Q & A with CIA Master Brewer Hutch Kugeman
JH: What brought you into brewing?
HK: I started out as a home brewer, just a hobby really. My older brother taught me how and I have kept up with it since. I was a middle school teacher for some years and kept going with the home brewing, it definitely helped me relax after work. I moved to Portland, Oregon, where I eventually realized that I really wanted to pursue a career in professional brewing, so I started looking for a position. I lived there for a few years and, in that time, applied for a brewing position at the Pelican Pub. I didn’t have the experience they wanted, so I didn’t get the job. I kept in contact with the owner and head brewer and eventually got a call about working as an apprentice brewer.

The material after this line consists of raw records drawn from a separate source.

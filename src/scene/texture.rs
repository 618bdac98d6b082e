use crate::error::Result;
use image::RgbImage;
use log::info;
use nalgebra::{Vector2, Vector3};
use std::path::Path;
use std::sync::Arc;

/// How texels are looked up.
#[derive(Debug, Clone, Copy, PartialEq, Eq, Default)]
pub enum TextureFilter {
    #[default]
    Nearest,
    Bilinear,
}

/// An RGB texture map, sampled with uv in `[0, 1]`.
///
/// Row 0 is the top of the image and corresponds to `v = 0`; the OBJ loader
/// already flips v.
#[derive(Debug, Clone)]
pub struct Texture {
    image: Arc<RgbImage>,
    pub width: u32,
    pub height: u32,
}

impl Texture {
    pub fn load<P: AsRef<Path>>(path: P) -> Result<Self> {
        let path_ref = path.as_ref();
        let image = image::open(path_ref)?.to_rgb8();
        let texture = Self::from_image(image);

        info!(
            "Loaded texture: {:?} ({}x{})",
            path_ref, texture.width, texture.height
        );
        Ok(texture)
    }

    pub fn from_image(image: RgbImage) -> Self {
        Self {
            width: image.width(),
            height: image.height(),
            image: Arc::new(image),
        }
    }

    /// Samples the texture. Returns black when u or v leaves `[0, 1]`.
    pub fn sample(&self, uv: &Vector2<f32>, filter: TextureFilter) -> Vector3<f32> {
        if !(0.0..=1.0).contains(&uv.x) || !(0.0..=1.0).contains(&uv.y) {
            return Vector3::zeros();
        }
        if self.width == 0 || self.height == 0 {
            return Vector3::zeros();
        }

        match filter {
            TextureFilter::Nearest => self.sample_nearest(uv),
            TextureFilter::Bilinear => self.sample_bilinear(uv),
        }
    }

    fn sample_nearest(&self, uv: &Vector2<f32>) -> Vector3<f32> {
        // u == 1 would index one past the last texel.
        let x = ((uv.x * self.width as f32) as u32).min(self.width - 1);
        let y = ((uv.y * self.height as f32) as u32).min(self.height - 1);
        self.texel(x as i32, y as i32)
    }

    fn sample_bilinear(&self, uv: &Vector2<f32>) -> Vector3<f32> {
        // -0.5 because texel centers are at 0.5
        let x = uv.x * self.width as f32 - 0.5;
        let y = uv.y * self.height as f32 - 0.5;

        let x0 = x.floor() as i32;
        let y0 = y.floor() as i32;
        let wx = x - x.floor();
        let wy = y - y.floor();

        let c00 = self.texel(x0, y0);
        let c10 = self.texel(x0 + 1, y0);
        let c01 = self.texel(x0, y0 + 1);
        let c11 = self.texel(x0 + 1, y0 + 1);

        let top = c00 * (1.0 - wx) + c10 * wx;
        let bottom = c01 * (1.0 - wx) + c11 * wx;
        top * (1.0 - wy) + bottom * wy
    }

    /// Texel fetch with edge clamping, as raw `[0, 1]` values.
    fn texel(&self, x: i32, y: i32) -> Vector3<f32> {
        let x = x.clamp(0, self.width as i32 - 1) as u32;
        let y = y.clamp(0, self.height as i32 - 1) as u32;
        let pixel = self.image.get_pixel(x, y);

        Vector3::new(
            pixel[0] as f32 / 255.0,
            pixel[1] as f32 / 255.0,
            pixel[2] as f32 / 255.0,
        )
    }
}

#[cfg(test)]
mod tests {
    use super::*;
    use image::Rgb;

    fn checker() -> Texture {
        // 2x2: red, green / blue, white
        let mut image = RgbImage::new(2, 2);
        image.put_pixel(0, 0, Rgb([255, 0, 0]));
        image.put_pixel(1, 0, Rgb([0, 255, 0]));
        image.put_pixel(0, 1, Rgb([0, 0, 255]));
        image.put_pixel(1, 1, Rgb([255, 255, 255]));
        Texture::from_image(image)
    }

    #[test]
    fn nearest_picks_texel_by_uv() {
        let tex = checker();
        let f = TextureFilter::Nearest;
        assert_eq!(tex.sample(&Vector2::new(0.1, 0.1), f), Vector3::new(1.0, 0.0, 0.0));
        assert_eq!(tex.sample(&Vector2::new(0.9, 0.1), f), Vector3::new(0.0, 1.0, 0.0));
        assert_eq!(tex.sample(&Vector2::new(0.1, 0.9), f), Vector3::new(0.0, 0.0, 1.0));
    }

    #[test]
    fn nearest_clamps_at_upper_edge() {
        let tex = checker();
        let c = tex.sample(&Vector2::new(1.0, 1.0), TextureFilter::Nearest);
        assert_eq!(c, Vector3::new(1.0, 1.0, 1.0));
    }

    #[test]
    fn out_of_range_uv_is_black() {
        let tex = checker();
        for uv in [
            Vector2::new(-0.01, 0.5),
            Vector2::new(0.5, 1.01),
            Vector2::new(2.0, 2.0),
        ] {
            assert_eq!(tex.sample(&uv, TextureFilter::Nearest), Vector3::zeros());
            assert_eq!(tex.sample(&uv, TextureFilter::Bilinear), Vector3::zeros());
        }
    }

    #[test]
    fn bilinear_blends_neighbours() {
        let tex = checker();
        // Exactly between the two top texels.
        let c = tex.sample(&Vector2::new(0.5, 0.25), TextureFilter::Bilinear);
        assert!((c - Vector3::new(0.5, 0.5, 0.0)).norm() < 1e-5);

        // At a texel center bilinear equals nearest.
        let center = Vector2::new(0.25, 0.75);
        assert!(
            (tex.sample(&center, TextureFilter::Bilinear)
                - tex.sample(&center, TextureFilter::Nearest))
            .norm()
                < 1e-5
        );
    }

    #[test]
    fn load_reads_png_from_disk() {
        let dir = tempfile::tempdir().unwrap();
        let path = dir.path().join("tex.png");
        let mut image = RgbImage::new(3, 1);
        image.put_pixel(2, 0, Rgb([10, 20, 30]));
        image.save(&path).unwrap();

        let tex = Texture::load(&path).unwrap();
        assert_eq!((tex.width, tex.height), (3, 1));
        let c = tex.sample(&Vector2::new(0.99, 0.5), TextureFilter::Nearest);
        assert!((c - Vector3::new(10.0, 20.0, 30.0) / 255.0).norm() < 1e-6);
    }

    #[test]
    fn missing_file_is_an_error() {
        assert!(Texture::load("does/not/exist.png").is_err());
    }
}
pub mod camera;
pub mod context;
pub mod effect;
pub mod light;
pub mod loader;
pub mod mesh;
pub mod scene_graph;
pub mod texture;
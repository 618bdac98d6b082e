use crate::core::geometry::Vertex;
use crate::core::math::interpolation::cross_2d;
use crate::core::rasterizer::CullMode;
use crate::core::triangle::Triangle;
use crate::error::{Error, Result};
use crate::scene::effect::{Effect, SamplerState, Technique};
use nalgebra::{Matrix4, Vector2, Vector3};
use std::collections::HashMap;

/// An indexed triangle list with its world transform and render state.
#[derive(Debug, Clone)]
pub struct Mesh {
    pub name: String,
    vertices: Vec<Vertex>,
    indices: Vec<u32>,
    world: Matrix4<f32>,
    pub effect: Effect,
    cull_mode: CullMode,
    can_switch_cull_mode: bool,
    sampler_state: SamplerState,
}

impl Mesh {
    /// Validates the index buffer: its length must be a multiple of 3 and
    /// every index must address a vertex.
    pub fn new(
        vertices: Vec<Vertex>,
        indices: Vec<u32>,
        world: Matrix4<f32>,
        effect: Effect,
    ) -> Result<Self> {
        if indices.len() % 3 != 0 {
            return Err(Error::IndexCount(indices.len()));
        }
        if let Some(&index) = indices.iter().find(|&&i| i as usize >= vertices.len()) {
            return Err(Error::IndexOutOfRange {
                index,
                vertex_count: vertices.len(),
            });
        }

        Ok(Self {
            name: String::new(),
            vertices,
            indices,
            world,
            effect,
            cull_mode: CullMode::Back,
            can_switch_cull_mode: true,
            sampler_state: SamplerState::Point,
        })
    }

    pub fn with_name(mut self, name: impl Into<String>) -> Self {
        self.name = name.into();
        self
    }

    /// Pins the mesh to `mode`; [`Mesh::change_cull_mode`] becomes a no-op.
    pub fn with_locked_cull_mode(mut self, mode: CullMode) -> Self {
        self.cull_mode = mode;
        self.can_switch_cull_mode = false;
        self
    }

    pub fn vertices(&self) -> &[Vertex] {
        &self.vertices
    }

    pub fn indices(&self) -> &[u32] {
        &self.indices
    }

    pub fn triangle_count(&self) -> usize {
        self.indices.len() / 3
    }

    /// Triangles in index order.
    pub fn triangles(&self) -> impl Iterator<Item = Triangle> + '_ {
        self.indices.chunks_exact(3).map(|tri| {
            Triangle::new(
                self.vertices[tri[0] as usize],
                self.vertices[tri[1] as usize],
                self.vertices[tri[2] as usize],
            )
        })
    }

    pub fn world(&self) -> &Matrix4<f32> {
        &self.world
    }

    pub fn set_world(&mut self, world: Matrix4<f32>) {
        self.world = world;
    }

    pub fn cull_mode(&self) -> CullMode {
        self.cull_mode
    }

    pub fn set_cull_mode(&mut self, mode: CullMode) {
        self.cull_mode = mode;
    }

    pub fn can_switch_cull_mode(&self) -> bool {
        self.can_switch_cull_mode
    }

    /// Advances to the next cull mode. Returns `None` when the mode is locked.
    pub fn change_cull_mode(&mut self) -> Option<CullMode> {
        if !self.can_switch_cull_mode {
            return None;
        }
        self.cull_mode = self.cull_mode.next();
        Some(self.cull_mode)
    }

    pub fn sampler_state(&self) -> SamplerState {
        self.sampler_state
    }

    pub fn set_sampler_state(&mut self, state: SamplerState) {
        self.sampler_state = state;
    }

    pub fn change_sampler_state(&mut self) -> SamplerState {
        self.sampler_state = self.sampler_state.next();
        self.sampler_state
    }

    pub fn toggle_transparency(&mut self) -> Option<bool> {
        self.effect.toggle_transparency()
    }

    pub fn technique(&self) -> Technique {
        Technique::lookup(self.sampler_state, self.cull_mode, self.effect.transparency())
    }
}

/// Bit patterns of position, uv and normal: the identity of a vertex.
type VertexKey = [u32; 8];

fn vertex_key(v: &Vertex) -> VertexKey {
    [
        v.position.x.to_bits(),
        v.position.y.to_bits(),
        v.position.z.to_bits(),
        v.texcoord.x.to_bits(),
        v.texcoord.y.to_bits(),
        v.normal.x.to_bits(),
        v.normal.y.to_bits(),
        v.normal.z.to_bits(),
    ]
}

/// Accumulates triangles into a de-duplicated vertex/index buffer pair and
/// generates per-vertex tangents from uv gradients.
#[derive(Debug, Default)]
pub struct MeshBuilder {
    vertices: Vec<Vertex>,
    indices: Vec<u32>,
    lookup: HashMap<VertexKey, u32>,
}

impl MeshBuilder {
    pub fn new() -> Self {
        Self::default()
    }

    pub fn vertex_count(&self) -> usize {
        self.vertices.len()
    }

    /// Adds a triangle, computing its tangent and rejecting it against each
    /// corner normal. Corners equal to an earlier vertex reuse its index and
    /// add to its tangent.
    pub fn push_triangle(&mut self, corners: [Vertex; 3]) {
        let tangent = face_tangent(&corners);
        for corner in corners {
            let index = self.push_vertex(corner.with_tangent(reject(tangent, corner.normal)));
            self.indices.push(index);
        }
    }

    fn push_vertex(&mut self, vertex: Vertex) -> u32 {
        let key = vertex_key(&vertex);
        if let Some(&index) = self.lookup.get(&key) {
            self.vertices[index as usize].tangent += vertex.tangent;
            return index;
        }
        let index = self.vertices.len() as u32;
        self.vertices.push(vertex);
        self.lookup.insert(key, index);
        index
    }

    /// Normalizes the accumulated tangents and returns the buffers.
    pub fn finish(mut self) -> (Vec<Vertex>, Vec<u32>) {
        for v in &mut self.vertices {
            v.tangent = v
                .tangent
                .try_normalize(f32::EPSILON)
                .unwrap_or_else(Vector3::zeros);
        }
        (self.vertices, self.indices)
    }

    pub fn build(self, world: Matrix4<f32>, effect: Effect) -> Result<Mesh> {
        let (vertices, indices) = self.finish();
        Mesh::new(vertices, indices, world, effect)
    }
}

/// Tangent along +u from position and uv deltas; zero when the uv mapping
/// of the face is degenerate.
fn face_tangent(corners: &[Vertex; 3]) -> Vector3<f32> {
    let [v0, v1, v2] = corners;
    let edge0 = v1.position - v0.position;
    let edge1 = v2.position - v0.position;
    let diff_x = Vector2::new(v1.texcoord.x - v0.texcoord.x, v2.texcoord.x - v0.texcoord.x);
    let diff_y = Vector2::new(v1.texcoord.y - v0.texcoord.y, v2.texcoord.y - v0.texcoord.y);

    let det = cross_2d(&diff_x, &diff_y);
    if det.abs() < f32::EPSILON {
        return Vector3::zeros();
    }
    (edge0 * diff_y.y - edge1 * diff_y.x) / det
}

/// Gram-Schmidt: the part of `tangent` orthogonal to `normal`, normalized.
fn reject(tangent: Vector3<f32>, normal: Vector3<f32>) -> Vector3<f32> {
    let n2 = normal.norm_squared();
    let orthogonal = if n2 > f32::EPSILON {
        tangent - normal * (tangent.dot(&normal) / n2)
    } else {
        tangent
    };
    orthogonal
        .try_normalize(f32::EPSILON)
        .unwrap_or_else(Vector3::zeros)
}
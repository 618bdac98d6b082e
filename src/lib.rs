pub mod app;
pub mod core;
pub mod error;
pub mod io;
pub mod pipeline;
pub mod scene;
pub mod ui;

pub use error::{Error, Result};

I spent about a year working at the Pelican Pub before coming to New York, where I have been for nearly 15 years.
JH: What led you to the CIA?
HK: I was brewing in smaller locations for the last 14 years. I spent 5 years brewing at Crossroads Brewing Company in Athens, NY. I love to teach; I was a teacher for so many years and I saw the opportunity to combine my love for brewing with my love for teaching. I saw the position here at the Culinary was open and knew it was something I wanted to do, so I applied and here I am. I have been here for 8 months now as the head brewer. I really enjoy the small scale brewing I get to do here and the interaction with the customers. I really missed the connection with the customers and all the amazing people you can meet.
JH: Why do you think microbrews have become so popular?

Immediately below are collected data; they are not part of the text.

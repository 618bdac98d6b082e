use nalgebra::{Vector2, Vector3};
use std::ops::{Add, Mul};

/// Twice-area threshold below which a projected triangle counts as degenerate.
pub const EPSILON: f32 = 1e-5;

/// Types that can be blended linearly across a triangle's surface.
///
/// Requires `Add` and `Mul<f32>` so a barycentric combination
/// `a * w0 + b * w1 + c * w2` can be formed.
pub trait Interpolatable: Copy + Add<Output = Self> + Mul<f32, Output = Self> {}

impl<T> Interpolatable for T where T: Copy + Add<Output = T> + Mul<f32, Output = T> {}

/// 2D cross product (z component of the 3D cross product).
#[inline(always)]
pub fn cross_2d(a: &Vector2<f32>, b: &Vector2<f32>) -> f32 {
    a.x * b.y - a.y * b.x
}

/// Reconstructs a per-vertex quantity at a pixel as the reciprocal of the
/// weighted reciprocals: `1 / (w0 / v0 + w1 / v1 + w2 / v2)`.
#[inline]
pub fn reciprocal_interpolate(values: [f32; 3], weights: &Vector3<f32>) -> f32 {
    1.0 / (weights.x / values[0] + weights.y / values[1] + weights.z / values[2])
}

/// Perspective-correct interpolation of a vertex attribute.
///
/// Each attribute is divided by its vertex's clip w, blended with the
/// screen-space weights, and the sum is multiplied back by the pixel's
/// reconstructed w.
#[inline]
pub fn perspective_interpolate<T: Interpolatable>(
    attributes: [T; 3],
    vertex_w: [f32; 3],
    weights: &Vector3<f32>,
    pixel_w: f32,
) -> T {
    (attributes[0] * (weights.x / vertex_w[0])
        + attributes[1] * (weights.y / vertex_w[1])
        + attributes[2] * (weights.z / vertex_w[2]))
        * pixel_w
}
pub mod config;
pub mod image;
pub mod obj_loader;
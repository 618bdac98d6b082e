use clap::Parser;
use log::{error, info};
use softraster::app::{run_cli, run_gui};
use softraster::io::config::Config;
use std::path::PathBuf;
use std::process::ExitCode;

#[derive(Parser, Debug)]
#[command(author, version, about, long_about = None)]
struct Cli {
    /// Scene configuration file (TOML). Built-in defaults are used when omitted.
    #[arg(short, long)]
    config: Option<PathBuf>,

    /// Render without a window and write the result to an image.
    #[arg(long)]
    headless: bool,

    /// Output image for headless mode, overrides the config.
    #[arg(short, long)]
    output: Option<String>,

    /// Frames to render in headless mode before writing the image.
    #[arg(long, default_value_t = 1)]
    frames: usize,
}

fn main() -> ExitCode {
    env_logger::Builder::new()
        .filter_level(log::LevelFilter::Info)
        .filter_module("minifb", log::LevelFilter::Warn)
        .filter_module("wayland_client", log::LevelFilter::Warn)
        .filter_module("sctk", log::LevelFilter::Warn)
        .parse_default_env()
        .format_timestamp(None)
        .init();

    let cli = Cli::parse();

    let mut config = match &cli.config {
        Some(path) => match Config::load(path) {
            Ok(config) => {
                info!("Loaded config from {:?}", path);
                config
            }
            Err(e) => {
                error!("{}", e);
                return ExitCode::FAILURE;
            }
        },
        None => Config::default(),
    };
    if let Some(output) = cli.output {
        config.render.output = output;
    }

    let result = if cli.headless {
        run_cli(config, cli.frames).map(|_| ())
    } else {
        run_gui(config)
    };

    match result {
        Ok(()) => ExitCode::SUCCESS,
        Err(e) => {
            error!("{}", e);
            ExitCode::FAILURE
        }
    }
}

HK: I think it’s been building for a while. There are so many reasons why: people love supporting local business, they are starting to appreciate the unique flavors, and they are starting to demand artisanal products. I mean, in the last 5 years we have seen 15% to 18% industry growth. People are willing to spend more for better beer with better flavor. We are seeing 1.8 new breweries open every day in the U.S. We have more breweries now than ever, even more than pre-prohibition times. People want to be more in touch with the products they purchase and consume.
JH: Do you feel that this industry is going to keep growing?
HK: Yes. You do have to be cautious of economic downturns. A lot of breweries worry about quality and sometimes that comes with cost. Many lack the training or equipment to brew mass volumes of beer, which lowers their incoming profits. This makes small brewers more susceptible to economic issues. There is a huge push for the education of brewers. There aren’t many people qualified, on the spot, for brewing. If the number of educated people increases, then the industry will grow. Another sign of positive growth is the number of small breweries being bought by the big beer companies.
JH: What do you enjoy the most about working at the CIA?
HK: The student knowledge of craft beer is awesome. There is a lot of energy and creativity when it comes to beer and brewing; a lot of intelligent and inspired people are here asking questions I never thought to ask. There’s also a large mix of students interested in the program, which is really cool to see. A lot of conversations on the whole process, business to creativity, some of the flavor ideas are amazing.
JH: Beer dinners?
HK: There is a possibility of dinners in the fall featuring beer and food pairings.
JH: What are your goals for this program or the outcome?
HK: I would love to see our students obtain a better command of how we achieve flavor in our beers. I want them to see what ingredients we use, understand the entire process, and know beer’s uses in the industry. If they understand the possible pairings, beer can have a broader range of flavors than wine, allowing it to be matched with more food.
JH: Are craft brews taking place in high class restaurants?
HK: I think every restaurant that doesn’t have a good beer list looks like it is doing something wrong. Anything that doesn’t have a good beer list is behind the times. Beer is more accessible than wine. I don’t want beer to replace wine, I want it to compliment it. I think because beer is more inclusive financially, generally, people are less intimidated by beer. High end restaurants having beer includes more people in the overall conversation. The beer at the moveable feast in early June made people feel included. The restaurants had both wine and beer which allowed everyone to enjoy themselves and focus on the food.
JH: What do you think of molecular tempering with beer?
HK: It’s great. There isn’t a lot of molecular gastronomy with beer, but there are people trying to figure it out. It’s hard to tamper with the beer using the standard processes. There is a rise of creativity and innovation in the brewing process and ingredients. I think beer has the potential for some really cool molecular gastronomy. Food science and beer pose some really good challenges. I think there is a great future for scientific innovation with beer.